Since very few fields/variables are consistent across data types (Foundation, FNDDS, Branded, SR Legacy), data types will be analyzed separately.
Data on Foundation Foods comes directly from the USDA Agricultural Research Service (ARS) and is only published on FDC. This data type is comprised of analytically derived values for nutrients and other food components. Of the FDC data types, Foundation has the most transparent food composition data. This transparency is a direct result of the extensive metadata including number of samples, sampling location, date of collection, analytical approaches used, and if appropriate, agricultural information such as genotype and production practices.
As of this release, there are 210 foundation foods. Of the 210 foods, 51 (24.3%) were added in the last year.
Below you will find a characterization of nutrient measures provided for foundation foods.

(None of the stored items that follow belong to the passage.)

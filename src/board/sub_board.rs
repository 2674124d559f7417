use serde::{Deserialize, Serialize};

use super::lines::line_winner;
use super::player::{Cell, Player};

/// The settled state of a 3x3 grid. An undecided grid is represented by `None`.
#[derive(Clone, Copy, Debug, PartialEq, Eq, Hash)]
pub enum Outcome {
    Won(Player),
    Drawn,
}

impl Outcome {
    #[inline]
    pub fn winner(self) -> Option<Player> {
        match self {
            Outcome::Won(player) => Some(player),
            Outcome::Drawn => None,
        }
    }
}

/// A single 3x3 tic-tac-toe grid, addressed by `(row, col)`.
#[derive(Clone, Copy, Debug, Default, PartialEq, Eq, Hash, Serialize, Deserialize)]
#[serde(transparent)]
pub struct SubBoard {
    cells: [[Cell; 3]; 3],
}

impl SubBoard {
    pub fn new() -> Self {
        Self::default()
    }

    pub const fn from_cells(cells: [[Cell; 3]; 3]) -> Self {
        Self { cells }
    }

    #[inline]
    pub fn cells(&self) -> &[[Cell; 3]; 3] {
        &self.cells
    }

    #[inline]
    pub fn get(&self, row: usize, col: usize) -> Cell {
        self.cells[row][col]
    }

    /// Returns a copy of this grid with `(row, col)` set to `cell`. No legality checks.
    #[must_use]
    pub fn with_cell(mut self, row: usize, col: usize, cell: Cell) -> Self {
        self.cells[row][col] = cell;
        self
    }

    /// Scans the lines in canonical order; a full grid without a line is drawn.
    pub fn outcome(&self) -> Option<Outcome> {
        if let Some(winner) = line_winner(&self.cells, |cell| cell.player()) {
            return Some(Outcome::Won(winner));
        }
        if self.is_full() {
            return Some(Outcome::Drawn);
        }
        None
    }

    pub fn is_full(&self) -> bool {
        self.cells.iter().flatten().all(|cell| !cell.is_empty())
    }

    #[inline]
    pub fn is_decided(&self) -> bool {
        self.outcome().is_some()
    }

    /// Empty cells in row-major order.
    pub fn empty_cells(&self) -> impl Iterator<Item = (usize, usize)> + '_ {
        (0..3)
            .flat_map(|row| (0..3).map(move |col| (row, col)))
            .filter(move |&(row, col)| self.cells[row][col].is_empty())
    }
}

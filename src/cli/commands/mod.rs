//! CLI command implementations.

pub trait Command {
    fn execute(self);
}

pub mod calculate_best_move;
pub mod play;
pub mod protocol;
pub mod pvp;
pub mod watch;

// Shared utilities for commands
pub(crate) mod util;
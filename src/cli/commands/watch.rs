//! Watch command - watch the computer play against itself.

use std::time::Duration;

use structopt::StructOpt;
use uttt::game::input_source::EngineInput;
use uttt::game::renderer::StatsRenderer;

use super::util::{create_config, run_game_loop};
use super::Command;

#[derive(StructOpt)]
pub struct WatchArgs {
    #[structopt(short, long, default_value = "4")]
    pub depth: u8,
    #[structopt(
        long = "delay",
        default_value = "1000",
        help = "Delay between moves in milliseconds"
    )]
    pub delay_ms: u64,
    #[structopt(long, help = "Search root moves in parallel")]
    pub parallel: bool,
}

impl Command for WatchArgs {
    fn execute(self) {
        let config = create_config(self.depth, self.parallel);
        run_game_loop(
            EngineInput,
            StatsRenderer {
                delay_between_moves: Some(Duration::from_millis(self.delay_ms)),
            },
            config,
        );
    }
}
use std::fmt;

use super::sub_board::Outcome;
use super::GlobalBoard;

impl fmt::Display for GlobalBoard {
    /// Renders the 9x9 grid with sub-board borders, followed by the meta-board.
    fn fmt(&self, f: &mut fmt::Formatter) -> fmt::Result {
        writeln!(f, "     0 1 2   0 1 2   0 1 2")?;
        for global_row in 0..9 {
            if global_row > 0 && global_row % 3 == 0 {
                writeln!(f, "    -------+-------+-------")?;
            }
            write!(f, "  {} ", global_row % 3)?;
            for global_col in 0..9 {
                if global_col > 0 && global_col % 3 == 0 {
                    write!(f, " |")?;
                }
                let sub_board = (global_row / 3) * 3 + global_col / 3;
                let cell = self.cell(sub_board, global_row % 3, global_col % 3);
                write!(f, " {}", cell.to_char())?;
            }
            writeln!(f)?;
        }

        writeln!(f)?;
        let meta_board = self.meta_board();
        for row in meta_board.outcomes() {
            let symbols: Vec<String> = row
                .iter()
                .map(|outcome| match outcome {
                    Some(Outcome::Won(player)) => player.to_string(),
                    Some(Outcome::Drawn) => "-".to_string(),
                    None => ".".to_string(),
                })
                .collect();
            writeln!(f, "  [{}]", symbols.join(" "))?;
        }
        Ok(())
    }
}

/// Builds a [`GlobalBoard`] from a 9x9 layout of `X`, `O` and `.`, read across the
/// whole board row by row. `|` may be used to mark sub-board columns.
///
/// ```ignore
/// let board = uttt_board! {
///     XXX|...|...
///     ...|...|...
///     ...|...|...
///     ...|...|...
///     ...|.O.|...
///     ...|...|...
///     ...|...|...
///     ...|...|...
///     ...|...|...
/// };
/// ```
#[macro_export]
macro_rules! uttt_board {
    ($($cell:tt)*) => {{
        $crate::board::GlobalBoard::from_layout(stringify!($($cell)*))
            .expect("invalid board layout")
    }};
}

Figure 1: Frequency of Nutrient Measures in Foundation
Key notes/important takeaways:
The minimum year each food sample was acquired is provided for foundation foods rather than the minimum date associated with each food or nutrient measure. However, this information is only provided for samples of 85 foundation foods.

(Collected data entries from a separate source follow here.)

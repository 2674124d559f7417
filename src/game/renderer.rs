use std::time::Duration;

use crate::board::Player;
use crate::game::display::GameDisplay;
use crate::game::engine::Engine;

pub trait GameRenderer {
    fn render(&self, ui: &mut GameDisplay, engine: &Engine, current_turn: Player);
    fn frame_delay(&self) -> Option<Duration>;
}

fn format_stats(engine: &Engine) -> String {
    let stats = engine.get_search_stats();
    format!(
        "* Score: {}\n* Positions searched: {} ({} cutoffs, depth: {})\n* Move took: {}",
        stats.last_score.map_or("-".to_string(), |s| s.to_string()),
        stats.positions_searched,
        stats.cutoffs,
        stats.depth,
        stats
            .last_search_duration
            .map_or("-".to_string(), |d| format!("{:?}", d))
    )
}

fn render_with_stats(ui: &mut GameDisplay, engine: &Engine, current_turn: Player) {
    let stats_display = format_stats(engine);
    ui.render_game_state(
        engine.board(),
        engine.constraint(),
        current_turn,
        engine.last_move(),
        Some(&stats_display),
    );
}

pub struct SimpleRenderer;

impl GameRenderer for SimpleRenderer {
    fn render(&self, ui: &mut GameDisplay, engine: &Engine, current_turn: Player) {
        ui.render_game_state(
            engine.board(),
            engine.constraint(),
            current_turn,
            engine.last_move(),
            None,
        );
        println!("Enter your move (sub-board row col):");
    }

    fn frame_delay(&self) -> Option<Duration> {
        None
    }
}

pub struct StatsRenderer {
    pub delay_between_moves: Option<Duration>,
}

impl GameRenderer for StatsRenderer {
    fn render(&self, ui: &mut GameDisplay, engine: &Engine, current_turn: Player) {
        render_with_stats(ui, engine, current_turn);
    }

    fn frame_delay(&self) -> Option<Duration> {
        self.delay_between_moves
    }
}

pub struct ConditionalStatsRenderer {
    pub human_player: Player,
}

impl GameRenderer for ConditionalStatsRenderer {
    fn render(&self, ui: &mut GameDisplay, engine: &Engine, current_turn: Player) {
        render_with_stats(ui, engine, current_turn);
        if current_turn == self.human_player {
            println!("Enter your move (sub-board row col):");
        }
    }

    fn frame_delay(&self) -> Option<Duration> {
        None
    }
}
//! Command-line interface for the engine.
//! This module is not part of the public library API.

pub mod args;
pub mod commands;

pub use args::Uttt;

Acquisition dates of foundation foods obtained through agricultural acquisition are provided in the csv version of the data, but the amount of foods with acquisition dates is rather limited.
The expiration date of foundation foods obtained through market acquisition can also be found within the csv files. However, this information is unreliable as an indicator of age for the nutrient measures.

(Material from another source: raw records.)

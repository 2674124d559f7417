//! Move input parsing and validation.
//!
//! A move is typed either as `sub_board row col` (`4 1 1`) or as
//! `big_row big_col row col` (`1 1 1 1`). Numbers may be separated by spaces or commas.

use std::io;
use std::str::FromStr;

use once_cell::sync::Lazy;
use regex::{Captures, Regex};
use thiserror::Error;

use crate::moves::Move;

static SUB_BOARD_RE: Lazy<Regex> = Lazy::new(|| {
    Regex::new(r"^([0-8])[\s,]+([0-2])[\s,]+([0-2])$").expect("SUB_BOARD_RE regex should be valid")
});
static COORDINATE_RE: Lazy<Regex> = Lazy::new(|| {
    Regex::new(r"^([0-2])[\s,]+([0-2])[\s,]+([0-2])[\s,]+([0-2])$")
        .expect("COORDINATE_RE regex should be valid")
});

#[derive(Error, Debug)]
pub enum InputError {
    #[error("io error: {error:?}")]
    IOError { error: String },
    #[error("invalid input: {input:?}")]
    InvalidInput { input: String },
    #[error("user exit")]
    UserExit,
}

#[derive(Debug, Clone, Copy, PartialEq, Eq)]
pub enum MoveInput {
    Placement(Move),
    UseEngine,
}

impl FromStr for MoveInput {
    type Err = InputError;

    fn from_str(input: &str) -> Result<Self, Self::Err> {
        let trimmed = input.trim();

        if matches!(trimmed.to_lowercase().as_str(), "q" | "quit" | "exit") {
            return Err(InputError::UserExit);
        }

        if let Some(caps) = SUB_BOARD_RE.captures(trimmed) {
            return Ok(MoveInput::Placement(Move::new(
                digit(&caps, 1),
                digit(&caps, 2),
                digit(&caps, 3),
            )));
        }

        if let Some(caps) = COORDINATE_RE.captures(trimmed) {
            return Ok(MoveInput::Placement(Move::from_coordinates(
                digit(&caps, 1),
                digit(&caps, 2),
                digit(&caps, 3),
                digit(&caps, 4),
            )));
        }

        Err(InputError::InvalidInput {
            input: trimmed.to_string(),
        })
    }
}

// Groups only ever match a single ASCII digit.
fn digit(caps: &Captures, group: usize) -> usize {
    usize::from(caps[group].as_bytes()[0] - b'0')
}

/// Reads one move from stdin. End of input counts as the user leaving.
pub fn parse_move_input() -> Result<MoveInput, InputError> {
    let mut input = String::new();
    let bytes_read = io::stdin()
        .read_line(&mut input)
        .map_err(|error| InputError::IOError {
            error: error.to_string(),
        })?;

    if bytes_read == 0 {
        return Err(InputError::UserExit);
    }

    input.parse()
}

Figure 2: Frequency of Sample Nutrient Measures by Minimum Year Acquired in Foundation
Key notes/important takeaways:
There are three variables in the FoodData Central data that identify the origin of each nutrient measures. There is the derivation description which is the method by which each nutrient measure was derived. Then there are the source code and source description which identify the overall origin of the nutrient measures.
Note that these variables are missing for 12 nutrient measures (0.1% of measures in foundation).
Table 3: Source and Derivation of Nutrient Measures in Foundation
Foundation uses the same food categories as SR, excluding “American Indian/Alaska Native Foods”, “Baby Foods”, “Breakfast Cereals”, “Fast Foods”, “Lamb, Veal, and Game Products”, “Meals, Entrees, and Side Dishes”, and “Snacks”.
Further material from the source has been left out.